Thirdly, he says we need to ensure that our zoning regulations can accommodate an expanded manufacturing sector. The rules now in place treat “manufacturing as something that’s dirty and separate. When you’re looking at some pharmaceutical products, some food manufacturing industries, they aren’t necessarily going to be noisy and polluting, and so forth.
“Conceivably, with some rethinking of zoning codes, you could think about how lighter manufacturing could be compatible with office and mixed-use zones.”
Real estate developers might also need to change their mindset. “They tend to do one type of product, like residential or office or commercial,” he says. “Mixed use is a lot harder to do; not a lot of people specialise in that. So there’s a variety of hurdles. This is a great opportunity for manufacturing, but at the same time, it’s a challenge.”
A reinvestment in manufacturing would allow the Australian economy to diversify – in turn making it more resilient to future shocks. Before COVID-19, consumer services, paid for by discretionary spending, was an important economic driver. Another was immigration, which provided both cheap and highly skilled labour, and boosted the real estate market.
Creating products for export is more difficult, but a proven way of providing jobs and wealth, Professor Grodach says.
Historically, cities have allowed people to “come together for trade and exchange, and making new things”, he says. COVID-19 won’t change that. “We’ve had pandemics before, and we still have cities.”
“With some rethinking of zoning codes, you could think about how lighter manufacturing could be compatible with office and mixed-use zones.”
For the same reason, he doesn’t believe the working-from-home trend will stick.
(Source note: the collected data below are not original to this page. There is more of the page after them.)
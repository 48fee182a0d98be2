//! Per-subsystem loggers.
//!
//! # Call Flow
//! ```text
//! debug / trace        → debug sink
//! error / errorf       → error sink → transparent reporters
//! reported_error       → error sink → transparent + explicit reporters
//! fatal / fatalf       → error sink → exit(1)
//! ```
//!
//! # Design Decisions
//! - A logger is immutable once built: trace and stack-dump settings are
//!   resolved at construction and never re-read
//! - Sinks are looked up on every record, so an output swap reaches every
//!   logger on its next call
//! - Public entry points are `#[track_caller]`; the call site is captured
//!   once and passed down explicitly

pub mod error_writer;

use std::fmt;
use std::panic::Location;
use std::sync::Arc;

use crate::config::LogConfig;
use crate::context;
use crate::error::{LogError, SharedError};
use crate::facility::Facility;
use crate::format::{self, template, Arg, Header, Loggable, Severity};
use crate::trace_stream::TraceWriter;

pub use error_writer::ErrorWriter;

#[derive(Debug, Clone, Copy, PartialEq, Eq)]
enum Target {
    Error,
    Debug,
}

/// Build a logger for subsystem `name`, configured from the environment
/// and writing through the global facility.
pub fn logger_for(name: &str) -> Logger {
    Logger::builder(name).build()
}

/// A logger for one subsystem.
///
/// Cheap to clone; clones share configuration and facility.
#[derive(Clone)]
pub struct Logger {
    name: Arc<str>,
    prefix: Arc<str>,
    trace_on: bool,
    print_stack: bool,
    facility: Arc<Facility>,
}

/// Builder for [`Logger`].
#[derive(Debug)]
pub struct LoggerBuilder {
    name: String,
    config: Option<LogConfig>,
    facility: Option<Arc<Facility>>,
}

impl LoggerBuilder {
    /// Use `config` instead of reading the environment.
    pub fn config(mut self, config: LogConfig) -> Self {
        self.config = Some(config);
        self
    }

    /// Write through `facility` instead of the global one.
    pub fn facility(mut self, facility: Arc<Facility>) -> Self {
        self.facility = Some(facility);
        self
    }

    pub fn build(self) -> Logger {
        let config = self.config.unwrap_or_else(LogConfig::from_env);
        let facility = self.facility.unwrap_or_else(Facility::global);
        let trace_on = config.trace_enabled_for(&self.name);

        tracing::debug!(
            subsystem = %self.name,
            trace = trace_on,
            print_stack = config.print_stack,
            "logger created"
        );

        Logger {
            prefix: format!("{}: ", self.name).into(),
            name: self.name.into(),
            trace_on,
            print_stack: config.print_stack,
            facility,
        }
    }
}

impl Logger {
    pub fn builder(name: impl Into<String>) -> LoggerBuilder {
        LoggerBuilder {
            name: name.into(),
            config: None,
            facility: None,
        }
    }

    /// Subsystem name.
    pub fn name(&self) -> &str {
        &self.name
    }

    pub fn is_trace_enabled(&self) -> bool {
        self.trace_on
    }

    pub fn facility(&self) -> &Arc<Facility> {
        &self.facility
    }

    /// Log `value` to the debug sink.
    #[track_caller]
    pub fn debug<V: Loggable + ?Sized>(&self, value: &V) {
        self.log_value(Target::Debug, Severity::Debug, Location::caller(), value);
    }

    /// Log a template to the debug sink.
    #[track_caller]
    pub fn debugf(&self, template: &str, args: &[Arg<'_>]) {
        self.log_template(Target::Debug, Severity::Debug, Location::caller(), template, args);
    }

    /// Log `value` to the error sink and hand it to transparent reporters.
    ///
    /// Values that are not errors are wrapped in [`LogError::Message`];
    /// a [`SharedError`] is returned unchanged.
    #[track_caller]
    pub fn error<V: Loggable + ?Sized>(&self, value: &V) -> SharedError {
        self.error_at(Location::caller(), false, format::coerce_error(value))
    }

    /// Like [`Logger::error`], but explicit reporters are notified too.
    #[track_caller]
    pub fn reported_error<V: Loggable + ?Sized>(&self, err: &V) -> SharedError {
        self.error_at(Location::caller(), true, format::coerce_error(err))
    }

    /// Log a template to the error sink.
    ///
    /// Returns the first argument that is an error, or a new error holding
    /// the formatted message when there is none. Only transparent reporters
    /// are notified.
    #[track_caller]
    pub fn errorf(&self, template: &str, args: &[Arg<'_>]) -> SharedError {
        let location = Location::caller();
        let mut buf = self.facility.buffers().get();

        let err = match args.iter().find_map(|arg| arg.to_error()) {
            Some(err) => {
                let values = context::as_map(&*err, false);
                let header = self.header(Severity::Error, location);
                format::format_template(&mut buf, &header, template, args, &values);
                self.write(Target::Error, &buf);
                err
            }
            None => {
                let err = LogError::Message(template::format(template, args)).shared();
                let header = self.header(Severity::Error, location);
                format::format_value(&mut buf, &header, &err);
                self.write(Target::Error, &buf);
                err
            }
        };
        self.facility.reporters().report(false, err, &buf)
    }

    /// Log `value` to the error sink and exit with status 1.
    ///
    /// Reporters are not notified.
    #[track_caller]
    pub fn fatal<V: Loggable + ?Sized>(&self, value: &V) -> ! {
        self.log_value(Target::Error, Severity::Fatal, Location::caller(), value);
        std::process::exit(1)
    }

    /// Log a template to the error sink and exit with status 1.
    #[track_caller]
    pub fn fatalf(&self, template: &str, args: &[Arg<'_>]) -> ! {
        self.log_template(Target::Error, Severity::Fatal, Location::caller(), template, args);
        std::process::exit(1)
    }

    /// Log `value` to the debug sink if tracing is enabled for this logger.
    #[track_caller]
    pub fn trace<V: Loggable + ?Sized>(&self, value: &V) {
        if self.trace_on {
            self.log_value(Target::Debug, Severity::Trace, Location::caller(), value);
        }
    }

    /// Log a template to the debug sink if tracing is enabled.
    #[track_caller]
    pub fn tracef(&self, template: &str, args: &[Arg<'_>]) {
        if self.trace_on {
            self.log_template(Target::Debug, Severity::Trace, Location::caller(), template, args);
        }
    }

    /// A stream whose lines are logged as TRACE records.
    ///
    /// When tracing is disabled the stream discards everything written.
    pub fn trace_out(&self) -> TraceWriter {
        TraceWriter::new(self.clone())
    }

    /// A [`std::io::Write`] that logs every write as one ERROR record.
    pub fn error_writer(&self) -> ErrorWriter {
        ErrorWriter::new(self.clone())
    }

    pub(crate) fn trace_at<V: Loggable + ?Sized>(&self, location: &Location<'_>, value: &V) {
        if self.trace_on {
            self.log_value(Target::Debug, Severity::Trace, location, value);
        }
    }

    pub(crate) fn tracef_at(&self, location: &Location<'_>, template: &str, args: &[Arg<'_>]) {
        if self.trace_on {
            self.log_template(Target::Debug, Severity::Trace, location, template, args);
        }
    }

    pub(crate) fn error_record_at<V: Loggable + ?Sized>(&self, location: &Location<'_>, value: &V) {
        self.log_value(Target::Error, Severity::Error, location, value);
    }

    fn error_at(&self, location: &Location<'_>, requested: bool, err: SharedError) -> SharedError {
        let mut buf = self.facility.buffers().get();
        let header = self.header(Severity::Error, location);
        format::format_value(&mut buf, &header, &err);
        self.write(Target::Error, &buf);
        self.facility.reporters().report(requested, err, &buf)
    }

    fn log_value<V: Loggable + ?Sized>(
        &self,
        target: Target,
        severity: Severity,
        location: &Location<'_>,
        value: &V,
    ) {
        let mut buf = self.facility.buffers().get();
        let header = self.header(severity, location);
        format::format_value(&mut buf, &header, value);
        self.write(target, &buf);
    }

    fn log_template(
        &self,
        target: Target,
        severity: Severity,
        location: &Location<'_>,
        template: &str,
        args: &[Arg<'_>],
    ) {
        let mut buf = self.facility.buffers().get();
        let header = self.header(severity, location);
        format::format_template(&mut buf, &header, template, args, &Default::default());
        self.write(target, &buf);
    }

    fn header<'a>(&'a self, severity: Severity, location: &'a Location<'a>) -> Header<'a> {
        Header {
            severity,
            prefix: &self.prefix,
            location,
        }
    }

    fn write(&self, target: Target, record: &str) {
        let outputs = self.facility.outputs().get_outputs();
        let sink = match target {
            Target::Error => &outputs.error,
            Target::Debug => &outputs.debug,
        };
        format::emit(sink.as_ref(), outputs.error.as_ref(), record);
        if self.print_stack {
            format::dump_stack(outputs.error.as_ref());
        }
    }
}

impl fmt::Debug for Logger {
    fn fmt(&self, f: &mut fmt::Formatter<'_>) -> fmt::Result {
        f.debug_struct("Logger")
            .field("name", &self.name)
            .field("trace_on", &self.trace_on)
            .field("print_stack", &self.print_stack)
            .finish_non_exhaustive()
    }
}
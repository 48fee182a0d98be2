//! Per-subsystem leveled logging with contextual error reporting.
//!
//! ```text
//!   log call ──▶ format (header, body, context) ──▶ redaction ──▶ sink
//!                                                                   │
//!                                   error paths ◀───────────────────┘
//!                                        │
//!                                        ▼
//!                           reporters (transparent / explicit)
//!
//!   TraceWriter ──▶ pump task ──▶ Logger::trace path (one record per line)
//! ```
//!
//! ```no_run
//! use sublog::{errorf, logger_for, ContextError, LogError};
//!
//! let log = logger_for("db");
//! log.debug("connecting");
//! let err = ContextError::wrap(LogError::Message("timeout".into()))
//!     .with("attempt", 3)
//!     .shared();
//! let returned = errorf!(log, "query failed: {}", err);
//! ```

pub mod config;
pub mod context;
pub mod error;
pub mod facility;
pub mod format;
pub mod logger;
pub mod output;
pub mod redaction;
pub mod reporting;
pub mod trace_stream;

use std::sync::Arc;

pub use config::{LogConfig, TraceSetting};
pub use context::{ContextError, ContextMap};
pub use error::{LogError, SharedError};
pub use facility::Facility;
pub use format::{Arg, Loggable, MultiLine, Severity};
pub use logger::{logger_for, ErrorWriter, Logger};
pub use output::{LogSink, MemorySink, OutputPair, Sink};
pub use reporting::{ErrorReport, Reporter};
pub use trace_stream::TraceWriter;

/// Install new sinks on the global facility.
pub fn set_outputs(error: Sink, debug: Sink) {
    Facility::global().outputs().set_outputs(error, debug);
}

/// Restore stderr/stdout on the global facility.
pub fn reset_outputs() {
    Facility::global().outputs().reset_outputs();
}

/// Sinks currently installed on the global facility.
pub fn get_outputs() -> Arc<OutputPair> {
    Facility::global().outputs().get_outputs()
}

/// Register a reporter on the global facility.
pub fn register_reporter(reporter: Reporter, explicit: bool) {
    Facility::global().reporters().register_reporter(reporter, explicit);
}

/// `log.debugf(template, &[args..])` without spelling out the slice.
#[macro_export]
macro_rules! debugf {
    ($logger:expr, $template:expr $(, $arg:expr)* $(,)?) => {
        $logger.debugf($template, &[$(&$arg as &dyn $crate::Loggable),*])
    };
}

/// `log.errorf(template, &[args..])`; evaluates to the returned error.
#[macro_export]
macro_rules! errorf {
    ($logger:expr, $template:expr $(, $arg:expr)* $(,)?) => {
        $logger.errorf($template, &[$(&$arg as &dyn $crate::Loggable),*])
    };
}

/// `log.tracef(template, &[args..])`; a no-op unless tracing is enabled.
#[macro_export]
macro_rules! tracef {
    ($logger:expr, $template:expr $(, $arg:expr)* $(,)?) => {
        $logger.tracef($template, &[$(&$arg as &dyn $crate::Loggable),*])
    };
}

/// `log.fatalf(template, &[args..])`; never returns.
#[macro_export]
macro_rules! fatalf {
    ($logger:expr, $template:expr $(, $arg:expr)* $(,)?) => {
        $logger.fatalf($template, &[$(&$arg as &dyn $crate::Loggable),*])
    };
}
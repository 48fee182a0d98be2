//! Hidden annotations.
//!
//! # Responsibilities
//! - Embed internal data in text in a form that survives formatting
//! - Strip every embedded annotation before text leaves the process
//!
//! # Design Decisions
//! - Annotations are framed by two private-use code points that never
//!   appear in ordinary log text
//! - An unterminated annotation hides the remainder of the text
//! - `clean` borrows when there is nothing to strip

use std::borrow::Cow;

const OPEN: char = '\u{E000}';
const CLOSE: char = '\u{E001}';

/// Wrap `data` as a hidden annotation.
///
/// The result can be embedded in error messages and context values; it is
/// removed by [`clean`] before any record is written or reported.
pub fn hide(data: &str) -> String {
    let mut out = String::with_capacity(data.len() + 2 * OPEN.len_utf8());
    out.push(OPEN);
    // Nested markers would end the annotation early.
    out.extend(data.chars().filter(|c| *c != OPEN && *c != CLOSE));
    out.push(CLOSE);
    out
}

/// Remove every hidden annotation from `text`.
pub fn clean(text: &str) -> Cow<'_, str> {
    if !text.contains(OPEN) && !text.contains(CLOSE) {
        return Cow::Borrowed(text);
    }

    let mut out = String::with_capacity(text.len());
    let mut hidden = false;
    for c in text.chars() {
        match c {
            OPEN => hidden = true,
            CLOSE => hidden = false,
            _ if !hidden => out.push(c),
            _ => {}
        }
    }
    Cow::Owned(out)
}

#[cfg(test)]
mod tests {
    use super::*;

    fn has_hidden(text: &str) -> bool {
        text.contains(OPEN)
    }

    #[test]
    fn test_clean_plain_text_borrows() {
        let text = "nothing to see";
        assert!(matches!(clean(text), Cow::Borrowed(_)));
    }

    #[test]
    fn test_hide_then_clean() {
        let text = format!("user {} failed", hide("id=42"));
        assert!(has_hidden(&text));
        assert_eq!(clean(&text), "user  failed");
    }

    #[test]
    fn test_multiple_annotations() {
        let text = format!("a{}b{}c", hide("x"), hide("y"));
        assert_eq!(clean(&text), "abc");
    }

    #[test]
    fn test_unterminated_hides_rest() {
        let text = format!("visible{}secret", OPEN);
        assert_eq!(clean(&text), "visible");
    }

    #[test]
    fn test_hide_strips_nested_markers() {
        let inner = format!("a{}b", CLOSE);
        let text = format!("x{}y", hide(&inner));
        assert_eq!(clean(&text), "xy");
    }
}
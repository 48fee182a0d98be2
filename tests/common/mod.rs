//! Shared helpers for integration tests.

use std::sync::{Arc, Mutex};

use sublog::{ContextMap, Facility, LogConfig, Logger, MemorySink, OutputPair, Reporter, SharedError};

/// A facility writing into two memory sinks.
pub struct Harness {
    pub facility: Arc<Facility>,
    pub errors: MemorySink,
    pub debug: MemorySink,
}

#[allow(dead_code)]
impl Harness {
    pub fn new() -> Self {
        let errors = MemorySink::new();
        let debug = MemorySink::new();
        let facility = Arc::new(Facility::with_outputs(OutputPair::new(
            Arc::new(errors.clone()),
            Arc::new(debug.clone()),
        )));
        Self {
            facility,
            errors,
            debug,
        }
    }

    pub fn logger(&self, name: &str) -> Logger {
        self.logger_with(name, LogConfig::default())
    }

    pub fn logger_with(&self, name: &str, config: LogConfig) -> Logger {
        Logger::builder(name)
            .config(config)
            .facility(self.facility.clone())
            .build()
    }
}

/// One call received by a [`Recorder`].
#[derive(Clone)]
pub struct Received {
    pub error: SharedError,
    pub text: String,
    pub context: ContextMap,
}

/// A reporter remembering every call.
#[derive(Clone, Default)]
pub struct Recorder {
    calls: Arc<Mutex<Vec<Received>>>,
}

#[allow(dead_code)]
impl Recorder {
    pub fn new() -> Self {
        Self::default()
    }

    pub fn reporter(&self) -> Reporter {
        let calls = self.calls.clone();
        Arc::new(move |err: &SharedError, text: &str, ctx: &ContextMap| {
            calls.lock().unwrap().push(Received {
                error: err.clone(),
                text: text.to_string(),
                context: ctx.clone(),
            });
        })
    }

    pub fn calls(&self) -> Vec<Received> {
        self.calls.lock().unwrap().clone()
    }

    pub fn count(&self) -> usize {
        self.calls.lock().unwrap().len()
    }
}
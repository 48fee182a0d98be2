//! Error reporter registry.
//!
//! # Data Flow
//! ```text
//! Logger::error / errorf         → report(false, ..) → transparent reporters
//! Logger::reported_error         → report(true, ..)  → transparent, then explicit
//! Logger::fatal / fatalf         → (no reporters)
//! ```
//!
//! # Design Decisions
//! - Reporters run synchronously on the logging path and must return
//!   quickly; [`channel`] builds one that buffers and drops on saturation
//! - Registration takes the write lock, reporting the read lock, so
//!   concurrent reports never wait on each other
//! - Reporters are never removed
//! - A panicking reporter is not caught here: reporters are trusted code

pub mod channel;

use std::fmt;
use std::sync::{Arc, RwLock};

use crate::context::{self, ContextMap};
use crate::error::SharedError;
use crate::redaction;

pub use channel::{channel, ErrorReport, ReportReceiver};

/// Receives every reported error with its redacted record text and its
/// context (globals included).
pub type Reporter = Arc<dyn Fn(&SharedError, &str, &ContextMap) + Send + Sync>;

#[derive(Default)]
struct Reporters {
    transparent: Vec<Reporter>,
    explicit: Vec<Reporter>,
}

/// Process-wide lists of reporters.
#[derive(Default)]
pub struct ReporterRegistry {
    inner: RwLock<Reporters>,
}

impl ReporterRegistry {
    pub fn new() -> Self {
        Self::default()
    }

    /// Register `reporter`.
    ///
    /// Explicit reporters only see errors logged through
    /// `Logger::reported_error`; transparent reporters see every error.
    pub fn register_reporter(&self, reporter: Reporter, explicit: bool) {
        let mut reporters = self.inner.write().unwrap_or_else(|e| e.into_inner());
        if explicit {
            reporters.explicit.push(reporter);
        } else {
            reporters.transparent.push(reporter);
        }
        tracing::debug!(
            explicit,
            transparent = reporters.transparent.len(),
            explicit_total = reporters.explicit.len(),
            "error reporter registered"
        );
    }

    /// Hand `err` to the reporters and return it.
    ///
    /// Transparent reporters always run; explicit reporters run only when
    /// `requested` is true. Each group runs in registration order.
    pub fn report(&self, requested: bool, err: SharedError, text: &str) -> SharedError {
        let reporters = self.inner.read().unwrap_or_else(|e| e.into_inner());
        if reporters.transparent.is_empty() && (!requested || reporters.explicit.is_empty()) {
            return err;
        }

        let text = redaction::clean(text);
        let values = context::as_map(&*err, true);
        for reporter in &reporters.transparent {
            reporter(&err, &text, &values);
        }
        if requested {
            for reporter in &reporters.explicit {
                reporter(&err, &text, &values);
            }
        }
        err
    }

    /// Number of (transparent, explicit) reporters.
    pub fn counts(&self) -> (usize, usize) {
        let reporters = self.inner.read().unwrap_or_else(|e| e.into_inner());
        (reporters.transparent.len(), reporters.explicit.len())
    }
}

impl fmt::Debug for ReporterRegistry {
    fn fmt(&self, f: &mut fmt::Formatter<'_>) -> fmt::Result {
        let (transparent, explicit) = self.counts();
        f.debug_struct("ReporterRegistry")
            .field("transparent", &transparent)
            .field("explicit", &explicit)
            .finish()
    }
}
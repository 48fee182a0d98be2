//! Message templates with positional arguments.
//!
//! `{}` takes the next argument, `{N}` takes argument `N`, `{{` and `}}`
//! are literal braces. A placeholder without an argument renders as
//! `{!missing}`; arguments no placeholder used are appended as
//! ` {!extra: a, b}` so nothing the caller passed is silently lost.

use super::loggable::Loggable;

/// Positional template argument.
pub type Arg<'a> = &'a dyn Loggable;

/// Append `template` with its placeholders substituted.
pub fn format_into(buf: &mut String, template: &str, args: &[Arg<'_>]) {
    let mut used = vec![false; args.len()];
    let mut next = 0usize;
    let mut rest = template;

    while let Some(pos) = rest.find(['{', '}']) {
        buf.push_str(&rest[..pos]);
        let tail = &rest[pos..];

        if tail.starts_with("{{") {
            buf.push('{');
            rest = &tail[2..];
            continue;
        }
        if tail.starts_with("}}") {
            buf.push('}');
            rest = &tail[2..];
            continue;
        }
        if tail.starts_with('}') {
            buf.push('}');
            rest = &tail[1..];
            continue;
        }

        let Some(close) = tail.find('}') else {
            buf.push_str(tail);
            return;
        };
        let spec = &tail[1..close];
        let index = if spec.is_empty() {
            let i = next;
            next += 1;
            Some(i)
        } else {
            spec.trim().parse::<usize>().ok()
        };

        match index {
            Some(i) if i < args.len() => {
                used[i] = true;
                args[i].write_body(buf);
            }
            Some(_) => buf.push_str("{!missing}"),
            // Not a placeholder; keep it verbatim.
            None => buf.push_str(&tail[..=close]),
        }
        rest = &tail[close + 1..];
    }
    buf.push_str(rest);

    let mut extras = args
        .iter()
        .zip(&used)
        .filter(|(_, used)| !**used)
        .map(|(arg, _)| *arg)
        .peekable();
    if extras.peek().is_some() {
        buf.push_str(" {!extra: ");
        for (i, arg) in extras.enumerate() {
            if i > 0 {
                buf.push_str(", ");
            }
            arg.write_body(buf);
        }
        buf.push('}');
    }
}

/// Substitute `args` into `template`.
pub fn format(template: &str, args: &[Arg<'_>]) -> String {
    let mut buf = String::with_capacity(template.len() + 16 * args.len());
    format_into(&mut buf, template, args);
    buf
}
Human interactions, including accidental encounters, are an important part of working life. “Density still matters,” he says.
But he won’t be relying on a hunch. Monash is part of a consortium of five Australian universities known as iHUB.
“This group of researchers have been working on different urban projects – for water-sensitive cities, for carbon-neutral cities, and so on. The idea here is that if we could take all that data together, and share it on different research projects and communicate remotely, then that would give us this stronger capability for event analysis.”
Data gathering and visualisation techniques – including satellite and remote-sensing data – will now be used to assess the movement and activity of people in and around Melbourne during the COVID-19 shutdown.
The big picture – the Melbourne Experiment
Professor Grodach’s research is part of a larger Monash project called The Melbourne Experiment.
“One of the things we just got involved in with our data science colleagues is to analyse neighbourhood satisfaction under lockdown using Twitter data,” he says. “They’re live-monitoring geo-tagged tweets. Then, we’re going to lay that over a set of urban form variables … density, land use, connectivity, accessibility to community infrastructure, and so on.”
In this way, researchers hope to learn how people are responding to lockdown all over the city. “What do they like about their neighbourhood? What works well? What doesn’t? How happy or stressed are they under those conditions?”
Another short-term project is to interrogate the claim “that urban density is somehow a cause of virus transmission”. The researchers will examine community transmissions, and “different built environment features, also controlling for how different cities or countries approach social distancing, looking at the cultural factors in a place”.
In this way, Professor Grodach hopes the research will demonstrate that “the city is not a cause of spreading the virus”.
Professor Grodach is part of The Melbourne Experiment, launched recently by Monash University. It’s a landmark interdisciplinary research collaboration to study the effects of the COVID-19 restrictions on the functions of the city. Bringing together senior researchers across the University, The Melbourne Experiment is monitoring key activities and elements of the urban environment before, during, and after the COVID-19. This article was published by Lens.